The new dispute between church and state comes out of South Carolina, where Gov. Henry McMaster, a Republican, created a grant program from part of the federal funding given to the state through Congress’ coronavirus relief package. The program allowed families to apply and receive grants to use for educational purposes at any school — public, private or religious.

The South Carolina Supreme Court, though, barred private and religious schools from receiving any of the grants, saying the state constitution’s Blaine Amendment forbids public funds going to private schools.

The Catholic Church and a trade association for private schools in the state took the legal battle to federal court last month, filing a new lawsuit challenging the Blaine Amendment as unlawful.

They said it targets Catholics and Black Americans because it was enacted after the Civil War when bigotry against Catholic immigrants was high, and there was a desire to keep freed slaves from being educated in Catholic schools.

The amendment bars more than just Catholic schools from obtaining state funding. It also bars several historically Black colleges and universities, according to the lawsuit.

“This case asks this court to confront the ugly history behind South Carolina’s Blaine Amendment and whether that prejudice is a permissible basis for a continuing policy whereby the state bars private schools and universities from participation in neutral grant programs,” the complaint reads.

Daniel Suhr, senior attorney at Liberty Justice Center representing the Catholic Church and the trade association, is confident in the case — even if it goes all the way to the high court.

South Carolina isn’t the only state with a Blaine Amendment. The laws are named after a 19th-century Maine congressman who led a national effort to add the prohibition to the Constitution in 1875. That effort failed, but more than three dozen states eventually added the amendment to their state constitutions. Louisiana repealed its Blaine Amendment last year.

Mr. Suhr noted the Supreme Court ruled against barring religious schools from a state scholarship program last year in Montana based on that state’s Blaine Amendment in the case Espinoza v. Montana.

And in 2017, the high court also ruled for a church trying to obtain grant funds for its playground in Missouri after the state tried to use its Blaine Amendment to bar the church from receiving the money in Trinity Lutheran Church of Columbia v. Comer.

“We believe this case is the next logical step after Trinity Lutheran and Espinoza,” Mr. Suhr said. “It’s not just anti-Catholic but also against this racism in trying to prevent newly freed slaves from getting educated.”

David Cortman, senior counsel with Alliance Defending Freedom which represented Trinity Lutheran at the high court, said the South Carolina case could further solidify that religious organizations can’t be treated as “second class” by the government.

“If the Supreme Court decided to hear the case, it is likely that the denial of granting funds to religious schools would be struck down,” he said. “The Court has already held that it is ‘odious’ to discriminate against religious schools under a broad and neutral government funding program such as this.”

But opponents worry about the commingling of church and state.

Monica Miller, legal director at the American Humanist Association, said if the prohibition on giving aid to religious private schools are struck down, it would create a constitutional issue.
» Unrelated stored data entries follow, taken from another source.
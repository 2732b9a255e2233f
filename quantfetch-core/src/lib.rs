//! QuantFetch Core: historical daily price retrieval.
//!
//! This crate contains:
//! - Domain types (daily bars, date ranges, date-ordered time series)
//! - Fetch configuration loaded from TOML
//! - Request construction for the CSV table endpoint
//! - A blocking HTTP transport behind a swappable trait
//! - CSV parsing into typed bars, with optional adjusted-close scaling

pub mod config;
pub mod data;
pub mod domain;

pub use config::FetchConfig;
pub use data::{DataError, HistoricalSeriesFetcher, HistoryRequest};
pub use domain::{DailyBar, DateRange, TimeSeries};
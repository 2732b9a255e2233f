//! CSV body → TimeSeries.
//!
//! The first line is a header and is skipped unread. Every other line must be
//! `date,open,high,low,close,volume,adj_close`; any bad line fails the whole
//! parse, so a partially parsed series is never returned.

use super::provider::DataError;
use crate::domain::{DailyBar, TimeSeries};
use chrono::NaiveDate;
use serde::Deserialize;

/// Fields per data line.
pub const EXPECTED_COLUMNS: usize = 7;

/// One data line, deserialized by position.
#[derive(Debug, Deserialize)]
struct CsvRow {
    date: NaiveDate,
    open: f64,
    high: f64,
    low: f64,
    close: f64,
    volume: f64,
    adj_close: f64,
}

impl CsvRow {
    fn into_bar(self) -> Result<DailyBar, String> {
        Ok(DailyBar {
            date: self.date,
            open: self.open,
            high: self.high,
            low: self.low,
            close: self.close,
            volume: volume_from_f64(self.volume)?,
            adj_close: self.adj_close,
        })
    }
}

/// Volume arrives as a float; it must still be a whole, non-negative count
/// that fits in a `u64`.
fn volume_from_f64(volume: f64) -> Result<u64, String> {
    if !volume.is_finite()
        || volume < 0.0
        || volume.fract() != 0.0
        || volume >= u64::MAX as f64
    {
        return Err(format!("invalid volume {volume}"));
    }
    Ok(volume as u64)
}

/// Parse a CSV history body into a date-ascending series for `symbol`.
///
/// Empty bodies and header-only bodies yield an empty series.
pub fn parse_history_csv(symbol: &str, body: &str) -> Result<TimeSeries, DataError> {
    let mut reader = csv::ReaderBuilder::new()
        .has_headers(true)
        .flexible(true)
        .trim(csv::Trim::All)
        .from_reader(body.as_bytes());

    let mut bars = Vec::new();
    for result in reader.records() {
        let record = result.map_err(|e| DataError::ParseFailure {
            line: e.position().map_or(0, |p| p.line()),
            reason: e.to_string(),
        })?;
        // Whitespace-only lines trim down to a single empty field.
        if record.len() == 1 && record.get(0) == Some("") {
            continue;
        }
        let line = record.position().map_or(0, |p| p.line());

        if record.len() != EXPECTED_COLUMNS {
            return Err(DataError::ParseFailure {
                line,
                reason: format!(
                    "expected {EXPECTED_COLUMNS} fields, found {}",
                    record.len()
                ),
            });
        }

        let row: CsvRow = record
            .deserialize(None)
            .map_err(|e| DataError::ParseFailure {
                line,
                reason: e.to_string(),
            })?;
        let bar = row
            .into_bar()
            .map_err(|reason| DataError::ParseFailure { line, reason })?;
        bars.push(bar);
    }

    log::debug!("parsed {} rows for {symbol}", bars.len());
    Ok(TimeSeries::new(symbol, bars))
}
She also said some religious allies of her organization are worried the government would then have strings attached to the funding, and control a church’s message.

“If the Supreme Court takes a case like this and declares the state no-aid clause unconstitutional, I think we will be inviting the government to fund religious schools. It would sort of open the flood gates to really serious Establishment Clause types of violation,” she said.

Judge Bruce Howe Hendricks, an Obama appointee, denied the bishop and trade association for South Carolina private schools’ request for a preliminary injunction that would have initially halted South Carolina’s Blaine Amendment from barring the funds going to the religious and private schools.

The case will continue to be litigated in the district court.